Pero el ejemplo reciente más claro y resonante de promiscuidad institucional lo representa el nombramiento del ministro de Energía y Minas como nuevo presidente de PDVSA, manteniendo el primer cargo. Mayor absurdo no se había visto. La industria petrolera desde sus inicios y luego que fue nacionalizada en 1976, siempre fue fiscalizada y controlada por el ministerio del ramo (que éste haya disminuido sus capacidades en cuanto a recursos humanos y técnicos, es otro tema de discusión). Ahora el mismo presidente de la asamblea de accionistas, dirige ejecutivamente a la empresa. Si se tratara de una pulpería, pase, pero estamos hablando de la empresa más importante del país; el negocio del cual vive en gran parte el Estado venezolano y sus habitantes. ¿Cómo va a controlar PDVSA el MEM, si ambos organismos los dirige una misma persona? ¿Cuándo Rafael Ramírez es ministro y cuándo presidente de la petrolera estatal? (El ciudadano Leopoldo Castillo propuso una solución: que use una cachucha con el logotipo respectivo mientras actúe en una función u otra).
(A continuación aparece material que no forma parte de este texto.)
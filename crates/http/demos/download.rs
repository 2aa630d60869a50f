//! Serves a ranged download of a file to stdout.
//!
//! ```text
//! cargo run --example download -- Cargo.toml "bytes=0-99,-50"
//! ```

use std::env;
use std::error::Error;

use bytes::BytesMut;
use micro_exchange::codec::HeadDecoder;
use micro_exchange::protocol::{DownloadOptions, Request, Response, TrustedProxies};
use tokio_util::codec::Decoder;
use tracing::{Level, info};
use tracing_subscriber::FmtSubscriber;

#[tokio::main]
async fn main() -> Result<(), Box<dyn Error>> {
    let subscriber = FmtSubscriber::builder().with_max_level(Level::DEBUG).with_writer(std::io::stderr).finish();
    tracing::subscriber::set_global_default(subscriber)?;

    let mut args = env::args().skip(1);
    let path = args.next().unwrap_or_else(|| "Cargo.toml".to_string());
    let range = args.next().unwrap_or_else(|| "bytes=0-99,-50".to_string());

    let raw = format!(
        "GET /files/{path} HTTP/1.1\r\nHost: internal:8080\r\nX-Forwarded-Host: downloads.example.com\r\n\
         X-Forwarded-Proto: https\r\nX-Forwarded-For: 203.0.113.9\r\nRange: {range}\r\n\r\n"
    );
    let mut buf = BytesMut::from(raw.as_str());
    let head = HeadDecoder.decode(&mut buf)?.ok_or("incomplete request head")?;

    let request = Request::builder()
        .head(head)
        .remote_addr("10.0.0.2".parse()?)
        .server_port(8080)
        .trusted_proxies(TrustedProxies::new(["10.0.0.0/8"])?)
        .build()?;
    info!(url = %request.url()?, client_ip = %request.client_ip(), "resolved request");

    let mut response = Response::for_request(&request);
    response.set_download(&path, DownloadOptions::default().attachment())?;
    info!(status_line = response.status_line(), "configured response");

    let mut stdout = tokio::io::stdout();
    let sent = response.send(&mut stdout).await?;
    info!(sent = sent.is_sent(), "done");
    Ok(())
}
Al comienzo de este régimen se dijo que se reforzaría al MEM para ponerlo a tono con su tarea de controlar a la industria petrolera. Pero está comprobado que este régimen cambia sus objetivos medios si están en conflicto con el más importante: promover el desastre institucional que haga posible el mayor despilfarro y el aumento de la corrupción, al eliminar o hacer inviables los controles.
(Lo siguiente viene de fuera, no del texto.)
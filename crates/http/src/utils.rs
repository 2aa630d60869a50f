//! Utility macros used across the crate.

/// Returns early with an error if a condition is not met.
///
/// Like `assert!`, but returns `Err($error)` instead of panicking.
///
/// # Example
///
/// ```ignore
/// ensure!(header_count <= MAX_HEADER_NUM, ParseError::too_many_headers(header_count));
/// ```
macro_rules! ensure {
    ($predicate:expr, $error:expr) => {
        if !$predicate {
            return Err($error);
        }
    };
}

pub(crate) use ensure;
¿No sería más sincero que Chávez siguiera el ejemplo de Pérez Jiménez en aquellos días inaugurales de 1958? ¿Por qué no asume directamente las funciones de la Fiscalía, la Defensoría, la Contraloría, el Tribunal Supremo, el CNE (aunque es difícil que lo haga mejor), la jefatura de la fracción chavista de la Asamblea Nacional como su presidencia, la directiva de PDVSA, el directorio del Banco Central y la cabeza de cada uno de los ministerios, amén de las gobernaciones y alcaldías más importantes, si al fin y al cabo parece que hubiera puesto en esos cargos a clones que tratan de imitarlo y buscan complacerlo hasta en sus más íntimos deseos?